Exercise description
Using the listing below, please gather every line containing the word "DnsError".

Data for this exercise
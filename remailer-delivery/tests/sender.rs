#![allow(clippy::unwrap_used, clippy::expect_used)]

mod support;

use std::sync::Arc;

use async_trait::async_trait;
use pretty_assertions::assert_eq;
use remailer_common::{Address, AddressList, ErrorKind, Mail};
use remailer_delivery::{
    DeliveryError, Dialer, DialerConfig, DnsError, DnsResolver, MxAnswer, MxLookup, Sender,
    SmtpConfig, SmtpTimeouts,
};
use support::mock_server::{MockSmtpServer, SmtpCommand};

/// Answers every MX query with the given exchanges.
#[derive(Debug)]
struct StaticLookup(Vec<(u16, String)>);

#[async_trait]
impl MxLookup for StaticLookup {
    async fn lookup_mx(&self, _domain: &str) -> Result<MxAnswer, DnsError> {
        Ok(MxAnswer {
            owner: None,
            records: self.0.clone(),
        })
    }
}

fn sender_for(server: &MockSmtpServer) -> Sender {
    sender_with(server.port(), vec![(10, "127.0.0.1".to_string())])
}

fn sender_with(port: u16, records: Vec<(u16, String)>) -> Sender {
    let resolver = Arc::new(DnsResolver::new(Arc::new(StaticLookup(records))));
    let dialer = Dialer::from_config(&DialerConfig {
        port,
        ..DialerConfig::default()
    });
    let smtp = SmtpConfig {
        helo_name: "relay.test".to_string(),
        timeouts: SmtpTimeouts {
            data_secs: 5,
            ..SmtpTimeouts::default()
        },
    };
    Sender::new(resolver, dialer, smtp)
}

fn mail(to: &str) -> Mail {
    let mut mail = Mail::new("0001");
    mail.from = Some(Address::parse("Sender <sender@example.com>").unwrap());
    mail.to = AddressList::parse(to).unwrap();
    mail.final_body = b"Subject: hi\r\n\r\n.dot\r\nbody\r\n\r\n".to_vec();
    mail
}

#[tokio::test]
async fn delivers_and_records_per_recipient_outcomes() {
    let server = MockSmtpServer::builder()
        .with_rejected_recipient("gone@example.org")
        .build()
        .await
        .unwrap();
    let sender = sender_for(&server);

    let (responses, errors) = sender
        .send_mail(&mail("ok@example.org, gone@example.org"))
        .await;

    let codes = |rcpt: &str| -> Vec<u16> { responses[rcpt].iter().map(|r| r.code).collect() };
    assert_eq!(codes("ok@example.org"), vec![250, 250]);
    assert_eq!(codes("gone@example.org"), vec![550]);

    assert_eq!(errors.len(), 1);
    let rejected = &errors["gone@example.org"];
    assert_eq!(rejected.kind(), ErrorKind::MailDelivery);
    assert_eq!(rejected.response().map(|r| r.code), Some(550));

    assert_eq!(
        server.commands().await,
        vec![
            SmtpCommand::Ehlo("relay.test".to_string()),
            SmtpCommand::MailFrom("FROM:<sender@example.com>".to_string()),
            SmtpCommand::RcptTo("TO:<ok@example.org>".to_string()),
            SmtpCommand::RcptTo("TO:<gone@example.org>".to_string()),
            SmtpCommand::Data,
            SmtpCommand::MessageContent(b"Subject: hi\r\n\r\n..dot\r\nbody\r\n\r\n".to_vec()),
            SmtpCommand::Quit,
        ]
    );
    server.shutdown();
}

#[tokio::test]
async fn message_refused_after_data_fails_accepted_recipients() {
    let server = MockSmtpServer::builder()
        .with_rejected_recipient("gone@example.org")
        .with_data_end_response(554, "5.7.1 Message refused")
        .build()
        .await
        .unwrap();

    let (responses, errors) = sender_for(&server)
        .send_mail(&mail("ok@example.org, gone@example.org"))
        .await;

    let codes: Vec<u16> = responses["ok@example.org"].iter().map(|r| r.code).collect();
    assert_eq!(codes, vec![250, 554]);

    assert_eq!(errors.len(), 2);
    let refused = &errors["ok@example.org"];
    assert_eq!(refused.kind(), ErrorKind::MailDelivery);
    assert_eq!(refused.response().map(|r| r.code), Some(554));
    assert!(refused.to_string().contains("DATA"), "{refused}");
    assert_eq!(
        errors["gone@example.org"].response().map(|r| r.code),
        Some(550)
    );
    server.shutdown();
}

#[tokio::test]
async fn falls_back_to_helo() {
    let server = MockSmtpServer::builder()
        .with_ehlo_response(502, &["5.5.1 EHLO not supported"])
        .build()
        .await
        .unwrap();

    let (responses, errors) = sender_for(&server).send_mail(&mail("a@example.org")).await;

    assert!(errors.is_empty(), "{errors:?}");
    assert_eq!(responses["a@example.org"].len(), 2);

    let commands = server.commands().await;
    assert_eq!(commands[0], SmtpCommand::Ehlo("relay.test".to_string()));
    assert_eq!(commands[1], SmtpCommand::Helo("relay.test".to_string()));
    server.shutdown();
}

#[tokio::test]
async fn refused_starttls_reconnects_in_plaintext() {
    let server = MockSmtpServer::builder()
        .with_ehlo_response(250, &["mock.example", "STARTTLS", "8BITMIME"])
        .with_starttls_response(454, "4.7.0 TLS not available")
        .build()
        .await
        .unwrap();

    let (responses, errors) = sender_for(&server).send_mail(&mail("a@example.org")).await;

    assert!(errors.is_empty(), "{errors:?}");
    assert_eq!(responses["a@example.org"].last().unwrap().code, 250);
    assert_eq!(server.connections(), 2);
    assert_eq!(server.messages().await.len(), 1);
    server.shutdown();
}

#[tokio::test]
async fn rejected_sender_fails_every_recipient() {
    let server = MockSmtpServer::builder()
        .with_mail_from_response(553, "5.7.1 Sender not allowed")
        .build()
        .await
        .unwrap();

    let (responses, errors) = sender_for(&server)
        .send_mail(&mail("a@example.org, b@example.org"))
        .await;

    assert!(responses.is_empty());
    assert_eq!(errors.len(), 2);
    for error in errors.values() {
        assert!(matches!(
            error.as_ref(),
            DeliveryError::Rejected { step: "MAIL FROM", .. }
        ));
    }
    server.shutdown();
}

#[tokio::test]
async fn dropped_connection_keeps_partial_responses() {
    // Greeting, EHLO, MAIL FROM and RCPT TO are answered, then the server
    // hangs up instead of answering DATA.
    let server = MockSmtpServer::builder()
        .with_network_error_after_commands(3)
        .build()
        .await
        .unwrap();

    let (responses, errors) = sender_for(&server).send_mail(&mail("a@example.org")).await;

    assert_eq!(responses["a@example.org"].len(), 1);
    assert_eq!(errors["a@example.org"].kind(), ErrorKind::MailDelivery);
    server.shutdown();
}

#[tokio::test]
async fn domain_without_mx_is_a_dns_error() {
    let sender = sender_with(25, Vec::new());

    let (responses, errors) = sender.send_mail(&mail("a@nowhere.example")).await;

    assert!(responses.is_empty());
    assert!(matches!(
        errors["a@nowhere.example"].as_ref(),
        DeliveryError::Dns(DnsError::NoMailServers(_))
    ));
    assert_eq!(errors["a@nowhere.example"].kind(), ErrorKind::DnsLookup);
}

#[tokio::test]
async fn missing_sender_is_a_validation_error() {
    let sender = sender_with(25, vec![(10, "127.0.0.1".to_string())]);
    let mut mail = mail("a@example.org");
    mail.from = None;

    let (_, errors) = sender.send_mail(&mail).await;

    assert_eq!(errors["a@example.org"].kind(), ErrorKind::MailValidation);
}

Output for this exercise
    DeliveryError, Dialer, DialerConfig, DnsError, DnsResolver, MxAnswer, MxLookup, Sender,
    async fn lookup_mx(&self, _domain: &str) -> Result<MxAnswer, DnsError> {
        DeliveryError::Dns(DnsError::NoMailServers(_))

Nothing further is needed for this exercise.